Action item: Each of the records below must be reproduced exactly.

(Data records Opens)

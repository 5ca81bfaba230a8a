//! Integration tests for the resolution engine.
//!
//! Drives real providers against wiremock servers and a few in-test
//! providers through the public API.

use async_trait::async_trait;
use hostfetch_core::providers::{BasicProvider, UploadedProvider, ZippyshareProvider};
use hostfetch_core::{
    EngineOptions, FileSize, HttpSettings, Outcome, Provider, ProviderRegistry, Request,
    ResolutionEngine, ResolveError, Resolvability, Resolver, Settings, Settled,
    build_default_registry,
};
use url::Url;
use wiremock::matchers::{method, path};
use wiremock::{Mock, ResponseTemplate};

mod support;
use support::socket_guard::start_mock_server_or_skip;

/// `https://loop.test/<n>` yields `https://loop.test/<n + 1>` forever.
struct CountingProvider;

/// `/a` and `/b` on `cycle.test` yield each other.
struct PingPongProvider;

impl Provider for CountingProvider {
    fn name(&self) -> &str {
        "counting"
    }

    fn resolver(&self) -> Option<&dyn Resolver> {
        Some(self)
    }
}

#[async_trait]
impl Resolver for CountingProvider {
    fn can_resolve(&self, url: &Url) -> Resolvability {
        if url.host_str() == Some("loop.test") {
            Resolvability::Single
        } else {
            Resolvability::Next
        }
    }

    async fn resolve_one(&self, request: Request) -> Result<Settled, ResolveError> {
        let n: u32 = request.url().path().trim_start_matches('/').parse().unwrap_or(0);
        let next = Url::parse(&format!("https://loop.test/{}", n + 1)).unwrap();
        Ok(request.yields(next))
    }
}

impl Provider for PingPongProvider {
    fn name(&self) -> &str {
        "ping-pong"
    }

    fn resolver(&self) -> Option<&dyn Resolver> {
        Some(self)
    }
}

#[async_trait]
impl Resolver for PingPongProvider {
    fn can_resolve(&self, url: &Url) -> Resolvability {
        if url.host_str() == Some("cycle.test") {
            Resolvability::Single
        } else {
            Resolvability::Next
        }
    }

    async fn resolve_one(&self, request: Request) -> Result<Settled, ResolveError> {
        let other = if request.url().path() == "/a" { "/b" } else { "/a" };
        let next = request.url().join(other).unwrap();
        Ok(request.yields(next))
    }
}

fn url(s: &str) -> Url {
    Url::parse(s).unwrap()
}

#[tokio::test]
async fn test_folder_bundle_expands_to_three_files_in_one_batch() {
    let Some(server) = start_mock_server_or_skip().await else {
        return;
    };
    Mock::given(method("GET"))
        .and(path("/f/abc123"))
        .respond_with(ResponseTemplate::new(200).set_body_string(
            r#"<table id="fileList">
                 <tr id="aaa"><td>a.bin</td></tr>
                 <tr id="bbb"><td>b.bin</td></tr>
                 <tr id="ccc"><td>c.bin</td></tr>
               </table>"#,
        ))
        .expect(1)
        .mount(&server)
        .await;
    Mock::given(method("POST"))
        .and(path("/api/filemultiple"))
        .respond_with(ResponseTemplate::new(200).set_body_string(
            "online,ccc,30,,c.bin\nonline,aaa,10,da39a3ee5e6b4b0d3255bfef95601890afd80709,a.bin\nonline,bbb,20,,b.bin\n",
        ))
        .expect(1)
        .mount(&server)
        .await;

    let mut registry = ProviderRegistry::new();
    registry.register(Box::new(
        UploadedProvider::with_base_url(&HttpSettings::default(), url(&server.uri())).unwrap(),
    ));
    registry.configure(&Settings::default().with_provider_option("uploaded.net", "api_key", "k"));

    let engine = ResolutionEngine::new(&registry, EngineOptions::default());
    let resolutions = engine.resolve(vec![url("https://uploaded.net/f/abc123")]).await;

    assert_eq!(resolutions.len(), 1);
    let root = &resolutions[0];
    assert!(matches!(root.outcome(), Outcome::Bundles(urls) if urls.len() == 3));
    let files = root.files();
    assert_eq!(files.len(), 3);
    assert_eq!(root.terminals().len(), 3);
    let names: Vec<&str> = files.iter().map(|f| f.name()).collect();
    assert_eq!(names, ["a.bin", "b.bin", "c.bin"]);
    assert!(files[0].checksum().is_some());
}

#[tokio::test]
async fn test_yields_chain_reaches_generic_fallback() {
    let Some(server) = start_mock_server_or_skip().await else {
        return;
    };
    Mock::given(method("GET"))
        .and(path("/v/AbCdEf/file.html"))
        .respond_with(ResponseTemplate::new(200).set_body_string(
            r#"<script>document.getElementById('dlbutton').href = "/d/AbCdEf/" + (10 % 3 + 10 % 4) + "/movie.mp4";</script>"#,
        ))
        .mount(&server)
        .await;
    Mock::given(method("HEAD"))
        .and(path("/d/AbCdEf/3/movie.mp4"))
        .respond_with(ResponseTemplate::new(200).insert_header("content-length", "42"))
        .mount(&server)
        .await;

    let settings = HttpSettings::default();
    let mut registry = ProviderRegistry::new();
    registry.register(Box::new(
        ZippyshareProvider::with_base_url(&settings, url(&server.uri())).unwrap(),
    ));
    registry.register(Box::new(
        BasicProvider::with_base_url(&settings, url(&server.uri())).unwrap(),
    ));

    let engine = ResolutionEngine::new(&registry, EngineOptions::default());
    let resolutions = engine
        .resolve(vec![url("https://www42.zippyshare.com/v/AbCdEf/file.html")])
        .await;

    let root = &resolutions[0];
    assert_eq!(root.provider(), Some("zippyshare.com"));
    assert!(matches!(root.outcome(), Outcome::Yields(_)));
    let files = root.files();
    assert_eq!(files.len(), 1);
    assert_eq!(files[0].origin(), "basic");
    assert_eq!(files[0].name(), "movie.mp4");
    assert_eq!(files[0].size(), FileSize::Known(42));
    assert_eq!(
        files[0].url().as_str(),
        "https://www42.zippyshare.com/d/AbCdEf/3/movie.mp4"
    );
}

#[tokio::test]
async fn test_depth_guard_stops_endless_yields() {
    let mut registry = ProviderRegistry::new();
    registry.register(Box::new(CountingProvider));
    let options = EngineOptions {
        max_depth: 3,
        ..EngineOptions::default()
    };

    let resolutions = ResolutionEngine::new(&registry, options)
        .resolve(vec![url("https://loop.test/0")])
        .await;

    let terminals = resolutions[0].terminals();
    assert_eq!(terminals.len(), 1);
    assert!(matches!(
        terminals[0].outcome(),
        Outcome::Errs(None, ResolveError::TooDeep { .. })
    ));
    assert_eq!(terminals[0].url().as_str(), "https://loop.test/4");
}

#[tokio::test]
async fn test_cycle_guard_stops_ping_pong() {
    let mut registry = ProviderRegistry::new();
    registry.register(Box::new(PingPongProvider));

    let resolutions = ResolutionEngine::new(&registry, EngineOptions::default())
        .resolve(vec![url("https://cycle.test/a")])
        .await;

    let terminals = resolutions[0].terminals();
    assert_eq!(terminals.len(), 1);
    assert!(matches!(
        terminals[0].outcome(),
        Outcome::Errs(None, ResolveError::RedirectCycle { .. })
    ));
}

#[tokio::test]
async fn test_unclaimed_url_is_unsupported() {
    let registry = build_default_registry(&HttpSettings::default());
    let resolutions = ResolutionEngine::new(&registry, EngineOptions::default())
        .resolve(vec![url("ftp://files.example.com/a.bin")])
        .await;

    assert_eq!(resolutions[0].provider(), None);
    assert!(matches!(
        resolutions[0].outcome(),
        Outcome::Errs(None, ResolveError::Unsupported { .. })
    ));
}

#[tokio::test]
async fn test_results_keep_seed_order() {
    let mut registry = ProviderRegistry::new();
    registry.register(Box::new(PingPongProvider));
    let seeds = vec![
        url("ftp://nobody.example/x"),
        url("https://cycle.test/a"),
        url("ftp://nobody.example/y"),
    ];

    let resolutions = ResolutionEngine::new(&registry, EngineOptions::default())
        .resolve(seeds.clone())
        .await;

    let urls: Vec<&Url> = resolutions.iter().map(|r| r.url()).collect();
    assert_eq!(urls, seeds.iter().collect::<Vec<_>>());
}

(Data records Closes)

Written solution:
repository 5ca81bfaba230a8a
//! Integration tests for the resolution engine.
//!
//! Drives real providers against wiremock servers and a few in-test
//! providers through the public API.

use async_trait::async_trait;
use hostfetch_core::providers::{BasicProvider, UploadedProvider, ZippyshareProvider};
use hostfetch_core::{
    EngineOptions, FileSize, HttpSettings, Outcome, Provider, ProviderRegistry, Request,
    ResolutionEngine, ResolveError, Resolvability, Resolver, Settings, Settled,
    build_default_registry,
};
use url::Url;
use wiremock::matchers::{method, path};
use wiremock::{Mock, ResponseTemplate};

mod support;
use support::socket_guard::start_mock_server_or_skip;

/// `https://loop.test/<n>` yields `https://loop.test/<n + 1>` forever.
struct CountingProvider;

/// `/a` and `/b` on `cycle.test` yield each other.
struct PingPongProvider;

impl Provider for CountingProvider {
    fn name(&self) -> &str {
        "counting"
    }

    fn resolver(&self) -> Option<&dyn Resolver> {
        Some(self)
    }
}

#[async_trait]
impl Resolver for CountingProvider {
    fn can_resolve(&self, url: &Url) -> Resolvability {
        if url.host_str() == Some("loop.test") {
            Resolvability::Single
        } else {
            Resolvability::Next
        }
    }

    async fn resolve_one(&self, request: Request) -> Result<Settled, ResolveError> {
        let n: u32 = request.url().path().trim_start_matches('/').parse().unwrap_or(0);
        let next = Url::parse(&format!("https://loop.test/{}", n + 1)).unwrap();
        Ok(request.yields(next))
    }
}

impl Provider for PingPongProvider {
    fn name(&self) -> &str {
        "ping-pong"
    }

    fn resolver(&self) -> Option<&dyn Resolver> {
        Some(self)
    }
}

#[async_trait]
impl Resolver for PingPongProvider {
    fn can_resolve(&self, url: &Url) -> Resolvability {
        if url.host_str() == Some("cycle.test") {
            Resolvability::Single
        } else {
            Resolvability::Next
        }
    }

    async fn resolve_one(&self, request: Request) -> Result<Settled, ResolveError> {
        let other = if request.url().path() == "/a" { "/b" } else { "/a" };
        let next = request.url().join(other).unwrap();
        Ok(request.yields(next))
    }
}

fn url(s: &str) -> Url {
    Url::parse(s).unwrap()
}

#[tokio::test]
async fn test_folder_bundle_expands_to_three_files_in_one_batch() {
    let Some(server) = start_mock_server_or_skip().await else {
        return;
    };
    Mock::given(method("GET"))
        .and(path("/f/abc123"))
        .respond_with(ResponseTemplate::new(200).set_body_string(
            r#"<table id="fileList">
                 <tr id="aaa"><td>a.bin</td></tr>
                 <tr id="bbb"><td>b.bin</td></tr>
                 <tr id="ccc"><td>c.bin</td></tr>
               </table>"#,
        ))
        .expect(1)
        .mount(&server)
        .await;
    Mock::given(method("POST"))
        .and(path("/api/filemultiple"))
        .respond_with(ResponseTemplate::new(200).set_body_string(
            "online,ccc,30,,c.bin\nonline,aaa,10,da39a3ee5e6b4b0d3255bfef95601890afd80709,a.bin\nonline,bbb,20,,b.bin\n",
        ))
        .expect(1)
        .mount(&server)
        .await;

    let mut registry = ProviderRegistry::new();
    registry.register(Box::new(
        UploadedProvider::with_base_url(&HttpSettings::default(), url(&server.uri())).unwrap(),
    ));
    registry.configure(&Settings::default().with_provider_option("uploaded.net", "api_key", "k"));

    let engine = ResolutionEngine::new(&registry, EngineOptions::default());
    let resolutions = engine.resolve(vec![url("https://uploaded.net/f/abc123")]).await;

    assert_eq!(resolutions.len(), 1);
    let root = &resolutions[0];
    assert!(matches!(root.outcome(), Outcome::Bundles(urls) if urls.len() == 3));
    let files = root.files();
    assert_eq!(files.len(), 3);
    assert_eq!(root.terminals().len(), 3);
    let names: Vec<&str> = files.iter().map(|f| f.name()).collect();
    assert_eq!(names, ["a.bin", "b.bin", "c.bin"]);
    assert!(files[0].checksum().is_some());
}

#[tokio::test]
async fn test_yields_chain_reaches_generic_fallback() {
    let Some(server) = start_mock_server_or_skip().await else {
        return;
    };
    Mock::given(method("GET"))
        .and(path("/v/AbCdEf/file.html"))
        .respond_with(ResponseTemplate::new(200).set_body_string(
            r#"<script>document.getElementById('dlbutton').href = "/d/AbCdEf/" + (10 % 3 + 10 % 4) + "/movie.mp4";</script>"#,
        ))
        .mount(&server)
        .await;
    Mock::given(method("HEAD"))
        .and(path("/d/AbCdEf/3/movie.mp4"))
        .respond_with(ResponseTemplate::new(200).insert_header("content-length", "42"))
        .mount(&server)
        .await;

    let settings = HttpSettings::default();
    let mut registry = ProviderRegistry::new();
    registry.register(Box::new(
        ZippyshareProvider::with_base_url(&settings, url(&server.uri())).unwrap(),
    ));
    registry.register(Box::new(
        BasicProvider::with_base_url(&settings, url(&server.uri())).unwrap(),
    ));

    let engine = ResolutionEngine::new(&registry, EngineOptions::default());
    let resolutions = engine
        .resolve(vec![url("https://www42.zippyshare.com/v/AbCdEf/file.html")])
        .await;

    let root = &resolutions[0];
    assert_eq!(root.provider(), Some("zippyshare.com"));
    assert!(matches!(root.outcome(), Outcome::Yields(_)));
    let files = root.files();
    assert_eq!(files.len(), 1);
    assert_eq!(files[0].origin(), "basic");
    assert_eq!(files[0].name(), "movie.mp4");
    assert_eq!(files[0].size(), FileSize::Known(42));
    assert_eq!(
        files[0].url().as_str(),
        "https://www42.zippyshare.com/d/AbCdEf/3/movie.mp4"
    );
}

#[tokio::test]
async fn test_depth_guard_stops_endless_yields() {
    let mut registry = ProviderRegistry::new();
    registry.register(Box::new(CountingProvider));
    let options = EngineOptions {
        max_depth: 3,
        ..EngineOptions::default()
    };

    let resolutions = ResolutionEngine::new(&registry, options)
        .resolve(vec![url("https://loop.test/0")])
        .await;

    let terminals = resolutions[0].terminals();
    assert_eq!(terminals.len(), 1);
    assert!(matches!(
        terminals[0].outcome(),
        Outcome::Errs(None, ResolveError::TooDeep { .. })
    ));
    assert_eq!(terminals[0].url().as_str(), "https://loop.test/4");
}

#[tokio::test]
async fn test_cycle_guard_stops_ping_pong() {
    let mut registry = ProviderRegistry::new();
    registry.register(Box::new(PingPongProvider));

    let resolutions = ResolutionEngine::new(&registry, EngineOptions::default())
        .resolve(vec![url("https://cycle.test/a")])
        .await;

    let terminals = resolutions[0].terminals();
    assert_eq!(terminals.len(), 1);
    assert!(matches!(
        terminals[0].outcome(),
        Outcome::Errs(None, ResolveError::RedirectCycle { .. })
    ));
}

#[tokio::test]
async fn test_unclaimed_url_is_unsupported() {
    let registry = build_default_registry(&HttpSettings::default());
    let resolutions = ResolutionEngine::new(&registry, EngineOptions::default())
        .resolve(vec![url("ftp://files.example.com/a.bin")])
        .await;

    assert_eq!(resolutions[0].provider(), None);
    assert!(matches!(
        resolutions[0].outcome(),
        Outcome::Errs(None, ResolveError::Unsupported { .. })
    ));
}

#[tokio::test]
async fn test_results_keep_seed_order() {
    let mut registry = ProviderRegistry::new();
    registry.register(Box::new(PingPongProvider));
    let seeds = vec![
        url("ftp://nobody.example/x"),
        url("https://cycle.test/a"),
        url("ftp://nobody.example/y"),
    ];

    let resolutions = ResolutionEngine::new(&registry, EngineOptions::default())
        .resolve(seeds.clone())
        .await;

    let urls: Vec<&Url> = resolutions.iter().map(|r| r.url()).collect();
    assert_eq!(urls, seeds.iter().collect::<Vec<_>>());
}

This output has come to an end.